Homem Irracional
Homem Irracional (Irrational Man, 2015), de Woody Allen
Um personagem intelectual em meio a uma crise existencial; um conturbado romance entre ele e uma amante, anos mais jovem; a aleatoriedade dos eventos os conduzindo a uma situação limite; o ensaio de um crime perfeito. Eis alguns dos elementos característicos do cinema de Woody Allen retomados em Homem Irracional, seu 45º longa-metragem. Se estes dilemas remetem a alguns dos trabalhos mais noturnos (e melhores) de sua filmografia, como Crimes e Pecados, Match Point e Sonho de Cassandra, o cenário idílico e a fotografia calorosa trazem à mente seu título mais recente, Magia ao Luar, também filmado em CinemaScope – algo raro na carreira do diretor, normalmente fiel ao 1.85:1 como formato de tela (antes deles, somente Manhattan, Igual a Tudo na Vida e Blue Jasmine haviam sido rodados em 2.35:1).
Pois esse contraste entre a sensualidade estética e o tema será apenas a primeira das evidências de que Homem Irracional é, sobretudo, um perfeito jogo de ambiguidades, de duplos, onde aquilo que atrai também pode repelir.
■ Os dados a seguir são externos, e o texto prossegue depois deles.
// Copyright 2026 the Vantage Authors
// SPDX-License-Identifier: Apache-2.0 OR MIT

//! Stack layout: per-category offset accumulation.

extern crate alloc;

use alloc::string::String;
use alloc::vec::Vec;

use hashbrown::HashMap;
use smallvec::SmallVec;
use vantage_core::{Key, Record};

/// Stack baseline alignment. Fixed per chart instance at descriptor construction,
/// never inferred from the data.
#[derive(Clone, Copy, Debug, Default, PartialEq, Eq)]
pub enum StackBaseline {
    /// Spans accumulate upward from zero (negative values downward), bar-chart style.
    #[default]
    Floor,
    /// Each category's stack is centered on zero, streamgraph style. Intended for
    /// non-negative values; widths use the absolute value.
    Center,
}

/// The rule ordering series within each stack.
#[derive(Clone, Debug, PartialEq, Eq)]
pub enum SeriesOrder {
    /// An explicit order list. Series not listed follow in first-seen order.
    Declared(Vec<String>),
    /// Descending total across all categories, ties broken by name.
    TotalDesc,
}

/// Stacking parameters.
#[derive(Clone, Debug, PartialEq)]
pub struct StackPolicy {
    /// Baseline alignment.
    pub baseline: StackBaseline,
    /// Series ordering rule.
    pub order: SeriesOrder,
    /// Fixed inter-series padding, in data units, inserted between consecutive spans.
    /// Padding shifts spans apart; it never changes a span's extent.
    pub padding: f64,
}

impl Default for StackPolicy {
    fn default() -> Self {
        Self {
            baseline: StackBaseline::Floor,
            order: SeriesOrder::TotalDesc,
            padding: 0.0,
        }
    }
}

/// One stacked span: the offset interval a record occupies within its category.
///
/// `end - start` always equals the span's extent (`value` for floor stacks of
/// positive data), so stacking conserves the unstacked input sum per category.
#[derive(Clone, Debug, PartialEq)]
pub struct StackedSpan {
    /// The originating record's key.
    pub key: Key,
    /// Series name.
    pub series: String,
    /// Category name.
    pub category: String,
    /// Offset where the span starts.
    pub start: f64,
    /// Offset where the span ends. Below `start` for negative floor-stacked values.
    pub end: f64,
    /// The record's original value.
    pub value: f64,
}

/// Stacks records by category.
///
/// Records whose key carries no category (bare indices) are skipped. Within each
/// category, series are processed in the policy's order and offsets accumulate with
/// fixed padding between consecutive spans. Span order in the output is category-major
/// (categories in first-seen order), then series order.
pub fn stack(records: &[Record], policy: &StackPolicy) -> Vec<StackedSpan> {
    let mut categories: Vec<&str> = Vec::new();
    let mut series_order: Vec<&str> = Vec::new();
    let mut totals: HashMap<&str, f64> = HashMap::new();
    let mut by_cell: HashMap<(&str, &str), &Record> = HashMap::new();

    for r in records {
        let Some(category) = r.key().category() else {
            continue;
        };
        let series = r.key().series_name().unwrap_or(category);
        if !categories.contains(&category) {
            categories.push(category);
        }
        if !series_order.contains(&series) {
            series_order.push(series);
        }
        *totals.entry(series).or_insert(0.0) += r.value().abs();
        by_cell.insert((series, category), r);
    }

    match &policy.order {
        SeriesOrder::Declared(declared) => {
            let mut ordered: Vec<&str> = declared
                .iter()
                .map(String::as_str)
                .filter(|s| series_order.contains(s))
                .collect();
            for s in &series_order {
                if !ordered.contains(s) {
                    ordered.push(s);
                }
            }
            series_order = ordered;
        }
        SeriesOrder::TotalDesc => {
            series_order.sort_by(|a, b| {
                let ta = totals.get(a).copied().unwrap_or(0.0);
                let tb = totals.get(b).copied().unwrap_or(0.0);
                tb.partial_cmp(&ta)
                    .unwrap_or(core::cmp::Ordering::Equal)
                    .then_with(|| a.cmp(b))
            });
        }
    }

    let mut out = Vec::new();
    for category in categories {
        let cell_records: SmallVec<[(&str, &Record); 8]> = series_order
            .iter()
            .filter_map(|&s| by_cell.get(&(s, category)).map(|&r| (s, r)))
            .collect();

        match policy.baseline {
            StackBaseline::Floor => {
                let mut up = 0.0_f64;
                let mut down = 0.0_f64;
                for (series, r) in &cell_records {
                    let v = r.value();
                    let (start, end) = if v >= 0.0 {
                        let span = (up, up + v);
                        up = span.1 + policy.padding;
                        span
                    } else {
                        let span = (down, down + v);
                        down = span.1 - policy.padding;
                        span
                    };
                    out.push(StackedSpan {
                        key: r.key().clone(),
                        series: String::from(*series),
                        category: String::from(category),
                        start,
                        end,
                        value: v,
                    });
                }
            }
            StackBaseline::Center => {
                let total: f64 = cell_records.iter().map(|(_, r)| r.value().abs()).sum();
                let n = cell_records.len();
                let padded = total + policy.padding * n.saturating_sub(1) as f64;
                let mut cursor = -padded / 2.0;
                for (series, r) in &cell_records {
                    let width = r.value().abs();
                    out.push(StackedSpan {
                        key: r.key().clone(),
                        series: String::from(*series),
                        category: String::from(category),
                        start: cursor,
                        end: cursor + width,
                        value: r.value(),
                    });
                    cursor += width + policy.padding;
                }
            }
        }
    }
    out
}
Mais especificamente, é sobre as consequências da aplicação prática do mundo teórico em ações cotidianas; seja a entrega a um ideal romântico, seja fazer justiça moral com as próprias mãos.
Antes mesmo de Abe (Joaquin Phoenix) chegar a uma pequena faculdade de Rhode Island, Jill (Emma Stone) já se mostra encantada com a fama de seu futuro professor: uma espécie de gênio indomável, aventureiro e romântico, notório bebum e mulherengo. O namorado da garota, almofadinha e bem-educado, se diz enciumado e Jill responde que gosta de vê-lo assim. Funcionando como um espelho envelhecido deste casal, Rita (Parker Posey) é casada com um homem igualmente endinheirado e enfadonho. Ela, uma professora de ciências, também flerta com as emoções que só alguém tão desapegado dos critérios sociais quanto Abe pode proporcionar, desejando-o, também, anteriormente a sua chegada.
Rita é aquilo que Jill irá se tornar, caso permaneça como e com quem está, seguindo à risca aquilo que dela é esperado, celebrando aniversários trocando agasalhos como presentes com seu namorado: azul para ele, rosa para ela.
O ritmo suave dos eventos e as belas imagens registradas pelas lentes de Darius Khondji são pontuados por uma mesma música, uma versão instrumental de “The In Crowd”, do trio jazzístico de Ramsey Lewis. A sobriedade e a depuração de Allen jamais podem ser confundidas com desleixo; pelo contrário, tratam da precisão de um cinema de critérios, no qual tão-somente o necessário será exibido. Assim, as cartas estão dadas desde o princípio: se Abe leciona filosofia e Jill é sua aluna, em pauta a impossibilidade dos conceitos em alterar, de fato, qualquer realidade posta. Para isso, seria preciso fazer algo pelo qual os pensadores não são particularmente notórios: agir.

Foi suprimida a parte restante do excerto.